-- EXERCISE DATA --
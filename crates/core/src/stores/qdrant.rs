use crate::embeddings::{CharacterNgramEmbedder, Embedder};
use crate::traits::ChunkStore;
use crate::{ChunkMetadata, ChunkRecord, Neighbor, StoreError, StoredChunk};
use async_trait::async_trait;
use reqwest::{Client, Response, StatusCode};
use serde_json::{json, Value};
use sha2::{Digest, Sha256};
use std::collections::HashMap;
use uuid::Uuid;

const BACKEND: &str = "qdrant";

const SCROLL_PAGE_SIZE: usize = 256;

/// Chunk store over the Qdrant REST API. Collections use Euclidean distance
/// and vectors come from the local embedder.
///
/// Every point carries a `sequence` number in its payload so that `get_all`
/// returns records in write order, as the in-memory store does.
pub struct QdrantChunkStore<E = CharacterNgramEmbedder> {
    endpoint: String,
    client: Client,
    embedder: E,
    next_sequence: HashMap<String, u64>,
}

impl QdrantChunkStore<CharacterNgramEmbedder> {
    pub fn new(endpoint: impl Into<String>) -> Self {
        Self::with_embedder(endpoint, CharacterNgramEmbedder::default())
    }
}

impl<E> QdrantChunkStore<E>
where
    E: Embedder,
{
    pub fn with_embedder(endpoint: impl Into<String>, embedder: E) -> Self {
        Self {
            endpoint: endpoint.into().trim_end_matches('/').to_string(),
            client: Client::new(),
            embedder,
            next_sequence: HashMap::new(),
        }
    }

    fn collection_url(&self, name: &str) -> String {
        format!("{}/collections/{}", self.endpoint, name)
    }

    fn check_dimensions(&self, embedding: &[f32]) -> Result<(), StoreError> {
        if embedding.len() != self.embedder.dimensions() {
            return Err(StoreError::DimensionMismatch {
                expected: self.embedder.dimensions(),
                actual: embedding.len(),
            });
        }
        Ok(())
    }

    async fn scroll_page(
        &self,
        collection: &str,
        offset: Option<Value>,
    ) -> Result<(Vec<Value>, Option<Value>), StoreError> {
        let mut body = json!({
            "limit": SCROLL_PAGE_SIZE,
            "with_payload": true,
            "with_vector": true,
        });
        if let Some(offset) = offset {
            body["offset"] = offset;
        }

        let response = self
            .client
            .post(format!("{}/points/scroll", self.collection_url(collection)))
            .json(&body)
            .send()
            .await?;
        let parsed = json_or_error(response, collection).await?;

        let points = parsed
            .pointer("/result/points")
            .and_then(Value::as_array)
            .cloned()
            .unwrap_or_default();
        let next = parsed
            .pointer("/result/next_page_offset")
            .filter(|value| !value.is_null())
            .cloned();
        Ok((points, next))
    }
}

/// Qdrant ids must be integers or UUIDs; derive a stable UUID from the
/// record id and keep the record id in the payload.
pub fn point_id(record_id: &str) -> Uuid {
    let digest = Sha256::digest(record_id.as_bytes());
    let mut bytes = [0u8; 16];
    bytes.copy_from_slice(&digest[..16]);
    Uuid::from_bytes(bytes)
}

fn point_payload(record: &ChunkRecord, sequence: u64) -> Value {
    json!({
        "sequence": sequence,
        "record_id": record.id,
        "text": record.text,
        "source": record.metadata.source,
        "page": record.metadata.page,
        "chunk_position": record.metadata.chunk_position,
        "tags": record.metadata.tags,
    })
}

fn parse_payload(point: &Value) -> Result<(String, String, ChunkMetadata), StoreError> {
    let payload = point
        .get("payload")
        .ok_or_else(|| malformed("point without payload"))?;
    let text_field = |name: &str| {
        payload
            .get(name)
            .and_then(Value::as_str)
            .unwrap_or_default()
            .to_string()
    };
    let number_field = |name: &str| {
        payload
            .get(name)
            .and_then(Value::as_u64)
            .and_then(|value| u32::try_from(value).ok())
            .unwrap_or_default()
    };

    let metadata = ChunkMetadata {
        source: text_field("source"),
        page: number_field("page"),
        chunk_position: number_field("chunk_position"),
        tags: text_field("tags"),
    };
    Ok((text_field("record_id"), text_field("text"), metadata))
}

fn parse_sequence(point: &Value) -> u64 {
    point
        .pointer("/payload/sequence")
        .and_then(Value::as_u64)
        .unwrap_or_default()
}

/// Stable, so points written in one batch without a sequence keep scroll order.
fn into_write_order(mut sequenced: Vec<(u64, StoredChunk)>) -> Vec<StoredChunk> {
    sequenced.sort_by_key(|(sequence, _)| *sequence);
    sequenced.into_iter().map(|(_, chunk)| chunk).collect()
}

fn parse_vector(point: &Value) -> Result<Vec<f32>, StoreError> {
    point
        .get("vector")
        .and_then(Value::as_array)
        .ok_or_else(|| malformed("point without vector"))?
        .iter()
        .map(|value| {
            value
                .as_f64()
                .map(|number| number as f32)
                .ok_or_else(|| malformed("non-numeric vector component"))
        })
        .collect()
}

fn malformed(details: &str) -> StoreError {
    StoreError::BackendResponse {
        backend: BACKEND.to_string(),
        details: details.to_string(),
    }
}

async fn ensure_success(response: Response, collection: &str) -> Result<Response, StoreError> {
    let status = response.status();
    if status == StatusCode::NOT_FOUND {
        return Err(StoreError::MissingCollection(collection.to_string()));
    }
    if !status.is_success() {
        let body = response.text().await.unwrap_or_default();
        return Err(StoreError::BackendResponse {
            backend: BACKEND.to_string(),
            details: format!("{status}: {body}"),
        });
    }
    Ok(response)
}

async fn json_or_error(response: Response, collection: &str) -> Result<Value, StoreError> {
    Ok(ensure_success(response, collection).await?.json().await?)
}

#[async_trait]
impl<E> ChunkStore for QdrantChunkStore<E>
where
    E: Embedder,
{
    async fn delete_collection(&mut self, name: &str) -> Result<(), StoreError> {
        let response = self.client.delete(self.collection_url(name)).send().await?;
        self.next_sequence.remove(name);
        match ensure_success(response, name).await {
            Ok(_) | Err(StoreError::MissingCollection(_)) => Ok(()),
            Err(error) => Err(error),
        }
    }

    async fn create_collection(&mut self, name: &str) -> Result<(), StoreError> {
        let existing = self.client.get(self.collection_url(name)).send().await?;
        if existing.status().is_success() {
            let written = self.count(name).await? as u64;
            self.next_sequence.insert(name.to_string(), written);
            return Ok(());
        }
        if existing.status() != StatusCode::NOT_FOUND {
            return Err(StoreError::BackendResponse {
                backend: BACKEND.to_string(),
                details: existing.status().to_string(),
            });
        }

        let response = self
            .client
            .put(self.collection_url(name))
            .json(&json!({
                "vectors": {
                    "size": self.embedder.dimensions(),
                    "distance": "Euclid",
                }
            }))
            .send()
            .await?;
        ensure_success(response, name).await?;
        self.next_sequence.insert(name.to_string(), 0);
        Ok(())
    }

    async fn put(&mut self, collection: &str, records: &[ChunkRecord]) -> Result<(), StoreError> {
        if records.is_empty() {
            return Ok(());
        }

        let first_sequence = self.next_sequence.get(collection).copied().unwrap_or_default();
        let points = records
            .iter()
            .zip(first_sequence..)
            .map(|(record, sequence)| {
                let vector = match &record.embedding {
                    Some(embedding) => embedding.clone(),
                    None => self.embedder.embed(&record.text),
                };
                self.check_dimensions(&vector)?;
                Ok(json!({
                    "id": point_id(&record.id).to_string(),
                    "vector": vector,
                    "payload": point_payload(record, sequence),
                }))
            })
            .collect::<Result<Vec<_>, StoreError>>()?;

        let response = self
            .client
            .put(format!("{}/points?wait=true", self.collection_url(collection)))
            .json(&json!({ "points": points }))
            .send()
            .await?;
        ensure_success(response, collection).await?;
        self.next_sequence
            .insert(collection.to_string(), first_sequence + records.len() as u64);
        Ok(())
    }

    async fn get_all(&self, collection: &str) -> Result<Vec<StoredChunk>, StoreError> {
        let mut sequenced = Vec::new();
        let mut offset = None;

        loop {
            let (points, next) = self.scroll_page(collection, offset).await?;
            for point in &points {
                let (id, text, metadata) = parse_payload(point)?;
                let chunk = StoredChunk {
                    id,
                    text,
                    metadata,
                    embedding: parse_vector(point)?,
                };
                sequenced.push((parse_sequence(point), chunk));
            }
            match next {
                Some(next) => offset = Some(next),
                None => break,
            }
        }

        // scroll pages come back in point-id order
        Ok(into_write_order(sequenced))
    }

    async fn query(
        &self,
        collection: &str,
        text: &str,
        k: usize,
    ) -> Result<Vec<Neighbor>, StoreError> {
        let vector = self.embedder.embed(text);
        let response = self
            .client
            .post(format!("{}/points/search", self.collection_url(collection)))
            .json(&json!({
                "vector": vector,
                "limit": k,
                "with_payload": true,
            }))
            .send()
            .await?;
        let parsed = json_or_error(response, collection).await?;

        let hits = parsed
            .pointer("/result")
            .and_then(Value::as_array)
            .cloned()
            .unwrap_or_default();

        hits.iter()
            .map(|hit| {
                let (id, text, metadata) = parse_payload(hit)?;
                // with Euclid distance qdrant reports the distance as the score
                let distance = hit.get("score").and_then(Value::as_f64).unwrap_or(0.0) as f32;
                Ok(Neighbor {
                    id,
                    text,
                    metadata,
                    distance,
                })
            })
            .collect::<Result<Vec<_>, StoreError>>()
    }

    async fn embed(&self, texts: &[&str]) -> Result<Vec<Vec<f32>>, StoreError> {
        Ok(self.embedder.embed_all(texts))
    }

    async fn count(&self, collection: &str) -> Result<usize, StoreError> {
        let response = self
            .client
            .post(format!("{}/points/count", self.collection_url(collection)))
            .json(&json!({ "exact": true }))
            .send()
            .await?;
        let parsed = json_or_error(response, collection).await?;
        parsed
            .pointer("/result/count")
            .and_then(Value::as_u64)
            .map(|count| count as usize)
            .ok_or_else(|| malformed("count response without result.count"))
    }
}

-- ABOUT THIS EXERCISE --
Quote verbatim the opening lines of the listing above, ending with the line where "use async_trait::async_trait;" appears; include both endpoints and nothing more.

-- COMPLETED EXERCISE --
filename crates/core/src/stores/qdrant.rs
use crate::embeddings::{CharacterNgramEmbedder, Embedder};
use crate::traits::ChunkStore;
use crate::{ChunkMetadata, ChunkRecord, Neighbor, StoreError, StoredChunk};
use async_trait::async_trait;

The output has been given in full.